In further news regarding Cisco's Cloud computing products, on June 27th Cisco announced its first Linksys Smart Wi-Fi Router and Universal Media Connector, both powered by the industry's next-generation wireless technology, 802.11ac. The new technology is designed to deliver wireless speeds approximately three times faster than the current wireless 802.11n standard.
Cisco's switches have "stymied competitors" such as Juniper Networks and Hewlett-Packard, and the company is gaining share in the lucrative core router market.
Negatives for Cisco
Chambers gave a reduced outlook regarding Cisco's fourth quarter earnings. He said that "customers are waiting longer to close deals and spending less money because of growing concerns about the economy, particularly in Europe and India." He also said that Cisco's "goal of 12 to 17 percent growth every year was "off the table." In addition the company warned of "job cuts and more reorganization inside the company."
Cisco's plans to move into the mobile device market seemed to have failed. Cisco recently announced that it would be "discontinuing its Cius tablet. The company cited the failure of the product in a ''market transition,'' which is a good way to describe the reality that people didn't buy it. Cisco's Cius tablet was not able to compete against the iPad and Android products, which have picked up most of the market. In addition, the Cius tablet would have been facing even more competition, as "new laptops, phones and tablets will be out running the Windows 8 operating system from Microsoft."
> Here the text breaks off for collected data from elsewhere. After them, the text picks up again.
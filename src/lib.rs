pub mod board;
pub mod config;
pub mod direction;
pub mod engine;
pub mod food;
pub mod game;
pub mod input;
pub mod render;
pub mod scheduler;
pub mod snake;
pub mod store;
pub mod term;

pub type TermInt = u16;

pub use board::{Board, Cell};
pub use game::{Game, GameState, Status};
pub use snake::{Direction, Snake};
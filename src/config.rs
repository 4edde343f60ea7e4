use std::path::PathBuf;
use std::time::Duration;

use clap::Parser;
use thiserror::Error;

use crate::board::{Board, BLOCK, BOARD_HEIGHT, BOARD_WIDTH};
use crate::snake::INITIAL_SNAKE_LENGTH;
use crate::store::DEFAULT_SCORE_FILE;

pub const TICK_INTERVAL_MS: u64 = 100;
pub const DEFAULT_LOG_FILE: &str = "blocksnake.log";

/// Largest grid, in cells, on either axis. Keeps the terminal layout well
/// inside `TermInt` and food placement cheap.
pub const MAX_GRID_SIDE: i32 = 500;

#[derive(Debug, Parser)]
#[command(name = "blocksnake", version, about = "Snake on a fixed grid, in the terminal")]
pub struct Args {
    /// Milliseconds between ticks
    #[arg(long, default_value_t = TICK_INTERVAL_MS)]
    pub tick_ms: u64,

    /// Board width in board units
    #[arg(long, default_value_t = BOARD_WIDTH)]
    pub width: i32,

    /// Board height in board units
    #[arg(long, default_value_t = BOARD_HEIGHT)]
    pub height: i32,

    /// Size of one cell in board units
    #[arg(long, default_value_t = BLOCK)]
    pub block: i32,

    /// Where the high score is kept
    #[arg(long, default_value = DEFAULT_SCORE_FILE)]
    pub score_file: PathBuf,

    /// Keep the high score in memory only
    #[arg(long)]
    pub no_save: bool,

    #[arg(long, default_value = DEFAULT_LOG_FILE)]
    pub log_file: PathBuf,
}

#[derive(Debug, Error, PartialEq, Eq)]
pub enum ConfigError {
    #[error("block size must be positive, got {0}")]
    Block(i32),
    #[error("board must be a positive multiple of the block size, got {width}x{height} with block {block}")]
    Board { width: i32, height: i32, block: i32 },
    #[error("tick interval must be positive")]
    Tick,
    #[error("board of {columns}x{rows} cells is too small for a snake of {snake_len}")]
    TooSmall { columns: i32, rows: i32, snake_len: usize },
    #[error("board of {columns}x{rows} cells exceeds the {max}x{max} limit")]
    TooLarge { columns: i32, rows: i32, max: i32 },
}

#[derive(Debug, Clone, PartialEq, Eq)]
pub struct Settings {
    pub board: Board,
    pub tick: Duration,
    pub snake_len: usize,
}

impl Settings {
    pub fn new(board: Board, tick: Duration, snake_len: usize) -> Result<Self, ConfigError> {
        let (width, height, block) = (board.width(), board.height(), board.block());
        if block <= 0 {
            return Err(ConfigError::Block(block));
        }
        if width <= 0 || height <= 0 || width % block != 0 || height % block != 0 {
            return Err(ConfigError::Board { width, height, block });
        }
        if tick.is_zero() {
            return Err(ConfigError::Tick);
        }

        let (columns, rows) = (board.columns(), board.rows());
        if columns > MAX_GRID_SIDE || rows > MAX_GRID_SIDE {
            return Err(ConfigError::TooLarge { columns, rows, max: MAX_GRID_SIDE });
        }

        // The snake starts stretched along the top row and needs room for food.
        let cells = columns as usize * rows as usize;
        if snake_len == 0 || snake_len > columns as usize || snake_len >= cells {
            return Err(ConfigError::TooSmall { columns, rows, snake_len });
        }

        Ok(Settings { board, tick, snake_len })
    }
}

impl Default for Settings {
    fn default() -> Self {
        Settings {
            board: Board::default(),
            tick: Duration::from_millis(TICK_INTERVAL_MS),
            snake_len: INITIAL_SNAKE_LENGTH,
        }
    }
}

impl Args {
    pub fn settings(&self) -> Result<Settings, ConfigError> {
        Settings::new(
            Board::new(self.width, self.height, self.block),
            Duration::from_millis(self.tick_ms),
            INITIAL_SNAKE_LENGTH,
        )
    }
}

#[cfg(test)]
mod tests {
    use super::*;

    fn parse(args: &[&str]) -> Args {
        Args::parse_from(std::iter::once("blocksnake").chain(args.iter().copied()))
    }

    #[test]
    fn defaults_match_the_classic_board() {
        let args = parse(&[]);
        assert_eq!(args.settings().unwrap(), Settings::default());
        assert_eq!(args.score_file, PathBuf::from(DEFAULT_SCORE_FILE));
        assert!(!args.no_save);
    }

    #[test]
    fn custom_board() {
        let settings = parse(&["--width", "200", "--height", "100", "--block", "10", "--tick-ms", "50"])
            .settings()
            .unwrap();
        assert_eq!(settings.board.columns(), 20);
        assert_eq!(settings.board.rows(), 10);
        assert_eq!(settings.tick, Duration::from_millis(50));
    }

    #[test]
    fn rejects_bad_geometry() {
        assert_eq!(parse(&["--block", "0"]).settings(), Err(ConfigError::Block(0)));
        assert_eq!(
            parse(&["--width", "510"]).settings(),
            Err(ConfigError::Board { width: 510, height: 500, block: 25 })
        );
        assert_eq!(parse(&["--tick-ms", "0"]).settings(), Err(ConfigError::Tick));
        assert!(matches!(
            parse(&["--width", "75"]).settings(),
            Err(ConfigError::TooSmall { columns: 3, .. })
        ));
    }

    #[test]
    fn rejects_boards_too_big_for_a_terminal() {
        assert_eq!(
            parse(&["--width", "32767", "--height", "65533", "--block", "1"]).settings(),
            Err(ConfigError::TooLarge { columns: 32767, rows: 65533, max: MAX_GRID_SIDE })
        );
        assert_eq!(
            Settings::new(Board::new(501, 10, 1), Duration::from_millis(100), 4),
            Err(ConfigError::TooLarge { columns: 501, rows: 10, max: MAX_GRID_SIDE })
        );

        let widest = Settings::new(Board::new(500, 500, 1), Duration::from_millis(100), 4).unwrap();
        assert_eq!(widest.board.columns(), MAX_GRID_SIDE);
    }
}
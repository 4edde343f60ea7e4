use crate::snake::{Direction, Snake};

pub const BOARD_WIDTH: i32 = 500;
pub const BOARD_HEIGHT: i32 = 500;
pub const BLOCK: i32 = 25;

/// A grid-aligned position. Coordinates are in board units, so neighbouring
/// cells are one block size apart.
#[derive(Debug, Copy, Clone, PartialEq, Eq, Hash)]
pub struct Cell {
    pub x: i32,
    pub y: i32,
}

impl Cell {
    pub const fn new(x: i32, y: i32) -> Self {
        Cell { x, y }
    }

    pub fn step(self, direction: Direction, block: i32) -> Self {
        let (dx, dy) = direction.vector();
        Cell::new(self.x + dx * block, self.y + dy * block)
    }
}

#[derive(Debug, Copy, Clone, PartialEq, Eq)]
pub struct Board {
    width: i32,
    height: i32,
    block: i32,
}

impl Board {
    pub fn new(width: i32, height: i32, block: i32) -> Self {
        Board { width, height, block }
    }

    pub fn width(&self) -> i32 {
        self.width
    }

    pub fn height(&self) -> i32 {
        self.height
    }

    pub fn block(&self) -> i32 {
        self.block
    }

    pub fn columns(&self) -> i32 {
        self.width / self.block
    }

    pub fn rows(&self) -> i32 {
        self.height / self.block
    }

    pub fn contains(&self, cell: Cell) -> bool {
        (0..self.width).contains(&cell.x) && (0..self.height).contains(&cell.y)
    }

    /// Every cell of the board, column by column.
    pub fn cells(&self) -> impl Iterator<Item = Cell> {
        let (width, height, block) = (self.width, self.height, self.block);
        (0..width)
            .step_by(block as usize)
            .flat_map(move |x| (0..height).step_by(block as usize).map(move |y| Cell::new(x, y)))
    }

    pub fn is_occupied(&self, snake: &Snake, cell: Cell) -> bool {
        snake.occupies(cell)
    }

    pub fn free_cells(&self, snake: &Snake) -> Vec<Cell> {
        self.cells().filter(|cell| !self.is_occupied(snake, *cell)).collect()
    }

    /// Terminal grid coordinates of a cell, in (column, row) block units.
    pub fn grid_position(&self, cell: Cell) -> (i32, i32) {
        (cell.x / self.block, cell.y / self.block)
    }
}

impl Default for Board {
    fn default() -> Self {
        Board::new(BOARD_WIDTH, BOARD_HEIGHT, BLOCK)
    }
}
use std::io;

use crate::board::Cell;

#[derive(Debug, Copy, Clone, PartialEq, Eq)]
pub enum Paint {
    Head,
    Body,
    Food,
}

/// Drawing surface the game loop paints on.
pub trait Renderer {
    fn clear_board(&mut self) -> io::Result<()>;

    fn draw_cell(&mut self, cell: Cell, paint: Paint) -> io::Result<()>;

    /// Centered message over the board, used for pause and game over.
    fn draw_overlay(&mut self, main: &str, sub: &str, extra: Option<&str>) -> io::Result<()>;

    fn draw_status(&mut self, score: u32, high_score: u32) -> io::Result<()>;
}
Cisco's revenues have been flat over the last four quarters, and in the last quarter's conference call it was announced that revenues would likely be lower in subsequent quarters. Since that May 9th announcement, the stock price has dropped by 11.4%. While Chambers is "confident that the company will bounce back, the next few months will continue to be rough ones." It seems to me that Cisco is in a downward trend, and that there is no way to predict when the trend will reverse itself. I believe that Cisco's CloudVerse initiative shows long-term promise, but I would not recommend investing in Cisco at this time, because, as Chambers said, the next few months could be "rough."